Nilanjan Mukhopadhyay, who wrote a biography of Modi, says that Muslims in Gujarat were so terrified following the events of 2002, they even steered clear of suggesting they faced discrimination. Under Modi, relations between Hindus and Muslims transformed dramatically, from the seemingly benign to the grotesque.

In some villages and towns in Gujarat, Muslims stopped cooking non-vegetarian food in their own homes out of social pressure from Hindus. Others changed their names to Hindu ones to find work.

Mukhopadhyay narrates how one man told him about what they did to a Muslim man who wanted to marry a Hindu woman. “We beat him in a way that no Muslim will dare to look at a Hindu woman again. Only last week, we made a Muslim eat his own waste - thrice, in a spoon.” 

Today, when the police stand by and watch the mobs burn Muslim properties and bodies, many of the same journalists, economists, political scientists that gave their liberal consent to the demonisation of Muslims are reinventing themselves as purveyors of truth and justice.

Instead of feigning disbelief at the crumbling of its secular credentials, now would be as good a time as ever to acknowledge that it is the demonisation and violence against Muslims that has been a mainstay of the Indian union. 

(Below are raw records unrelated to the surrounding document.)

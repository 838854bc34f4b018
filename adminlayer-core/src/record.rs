//! Read-only result records.
//!
//! Services never hand driver documents to callers directly. Every document goes
//! through [`Record::from_document`], which extracts the primary key and keeps the
//! remaining fields behind accessors. Hydrated belongs-to documents are kept apart from
//! the record's own fields so a foreign key is never overwritten by its display value.

use std::{collections::BTreeMap, fmt};

use bson::{Bson, Document, Uuid, de::deserialize_from_bson, oid::ObjectId};
use serde::{Deserialize, Serialize, Serializer};
use serde_json::Value;

use crate::{
    error::{AdapterError, AdapterResult},
    schema::PRIMARY_KEY,
};

/// Kind of primary key generated for new records of a collection.
#[derive(Serialize, Deserialize, Debug, Clone, Copy, PartialEq, Eq, Hash, Default)]
#[serde(rename_all = "snake_case")]
pub enum IdKind {
    /// A MongoDB `ObjectId`, as Mongoose models use by default.
    #[default]
    ObjectId,
    /// A UUID stored as BSON binary.
    Uuid,
}

/// Primary key of a record, also the value stored by relation fields.
///
/// Serializes as its textual form for human-readable formats such as JSON.
#[derive(Debug, Clone, Copy, PartialEq, Eq, Hash)]
pub enum RecordId {
    ObjectId(ObjectId),
    Uuid(Uuid),
}

impl RecordId {
    /// Generates a fresh id of the given kind.
    pub fn generate(kind: IdKind) -> Self {
        match kind {
            IdKind::ObjectId => RecordId::ObjectId(ObjectId::new()),
            IdKind::Uuid => RecordId::Uuid(Uuid::new()),
        }
    }

    pub fn kind(&self) -> IdKind {
        match self {
            RecordId::ObjectId(_) => IdKind::ObjectId,
            RecordId::Uuid(_) => IdKind::Uuid,
        }
    }

    /// Reads an id from its stored representation: an `ObjectId`, or a 16 byte binary
    /// holding a UUID.
    pub fn from_bson(value: &Bson) -> Option<Self> {
        match value {
            Bson::ObjectId(id) => Some(RecordId::ObjectId(*id)),
            Bson::Binary(binary) => <[u8; 16]>::try_from(binary.bytes.as_slice())
                .ok()
                .map(|bytes| RecordId::Uuid(Uuid::from_bytes(bytes))),
            _ => None,
        }
    }

    /// Parses the textual form of an id: 24 hex digits for an `ObjectId`, a UUID otherwise.
    pub fn parse_str(input: &str) -> Option<Self> {
        let input = input.trim();
        ObjectId::parse_str(input)
            .map(RecordId::ObjectId)
            .ok()
            .or_else(|| Uuid::parse_str(input).map(RecordId::Uuid).ok())
    }
}

impl fmt::Display for RecordId {
    fn fmt(&self, f: &mut fmt::Formatter<'_>) -> fmt::Result {
        match self {
            RecordId::ObjectId(id) => write!(f, "{}", id.to_hex()),
            RecordId::Uuid(id) => write!(f, "{id}"),
        }
    }
}

impl Serialize for RecordId {
    fn serialize<S: Serializer>(&self, serializer: S) -> Result<S::Ok, S::Error> {
        match self {
            _ if serializer.is_human_readable() => serializer.collect_str(self),
            RecordId::ObjectId(id) => id.serialize(serializer),
            RecordId::Uuid(id) => id.serialize(serializer),
        }
    }
}

impl From<ObjectId> for RecordId {
    fn from(id: ObjectId) -> Self {
        RecordId::ObjectId(id)
    }
}

impl From<Uuid> for RecordId {
    fn from(id: Uuid) -> Self {
        RecordId::Uuid(id)
    }
}

impl From<RecordId> for Bson {
    fn from(id: RecordId) -> Self {
        match id {
            RecordId::ObjectId(id) => Bson::ObjectId(id),
            RecordId::Uuid(id) => Bson::from(id),
        }
    }
}

impl PartialEq<ObjectId> for RecordId {
    fn eq(&self, other: &ObjectId) -> bool {
        matches!(self, RecordId::ObjectId(id) if id == other)
    }
}

impl PartialEq<Uuid> for RecordId {
    fn eq(&self, other: &Uuid) -> bool {
        matches!(self, RecordId::Uuid(id) if id == other)
    }
}

/// One record of a collection.
#[derive(Serialize, Debug, Clone, PartialEq)]
pub struct Record {
    id: RecordId,
    fields: Document,
    #[serde(skip_serializing_if = "BTreeMap::is_empty")]
    related: BTreeMap<String, Document>,
    /// Fields whose value matched the search term of the request, in schema order.
    #[serde(skip_serializing_if = "Vec::is_empty")]
    search_matches: Vec<String>,
}

impl Record {
    /// Maps a driver document into a record.
    ///
    /// # Errors
    ///
    /// Fails when the document has no `ObjectId` or UUID primary key.
    pub fn from_document(mut document: Document) -> AdapterResult<Self> {
        let id = document
            .remove(PRIMARY_KEY)
            .as_ref()
            .and_then(RecordId::from_bson)
            .ok_or_else(|| AdapterError::Serialization("document has no ObjectId or UUID `_id`".to_string()))?;

        Ok(Self { id, fields: document, related: BTreeMap::new(), search_matches: Vec::new() })
    }

    pub fn id(&self) -> RecordId {
        self.id
    }

    /// The record's own fields, primary key excluded.
    pub fn fields(&self) -> &Document {
        &self.fields
    }

    pub fn get(&self, field: &str) -> Option<&Bson> {
        self.fields.get(field)
    }

    /// The hydrated document referenced by a belongs-to field, if any.
    pub fn related(&self, field: &str) -> Option<&Document> {
        self.related.get(field)
    }

    pub(crate) fn attach_related(&mut self, field: &str, document: Document) {
        self.related.insert(field.to_string(), document);
    }

    /// Fields that matched the free-text search of the list request that produced the
    /// record. Empty when the request had no search term.
    pub fn search_matches(&self) -> &[String] {
        &self.search_matches
    }

    pub(crate) fn set_search_matches(&mut self, fields: Vec<String>) {
        self.search_matches = fields;
    }

    /// Rebuilds the stored representation, primary key included.
    pub fn to_document(&self) -> Document {
        let mut document = Document::new();
        document.insert(PRIMARY_KEY, self.id);
        for (key, value) in &self.fields {
            document.insert(key.clone(), value.clone());
        }
        document
    }

    /// Deserializes the record into a typed model.
    pub fn deserialize<T>(&self) -> AdapterResult<T>
    where
        T: for<'de> Deserialize<'de>,
    {
        Ok(deserialize_from_bson(Bson::Document(self.to_document()))?)
    }

    /// Converts the record into JSON, hydrated relations included.
    pub fn to_json(&self) -> AdapterResult<Value> {
        Ok(serde_json::to_value(self)?)
    }
}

The views expressed in this article belong to the author and do not necessarily reflect the editorial policy of Middle East Eye.

| Senior Reporter
Azad Essa is a senior reporter for Middle East Eye based in New York City. He worked for Al Jazeera English between 2010-2018 covering southern and central Africa for the network. He is the author of 'Hostile Homelands: The New Alliance Between India and Israel' (Pluto Press, Feb 2023)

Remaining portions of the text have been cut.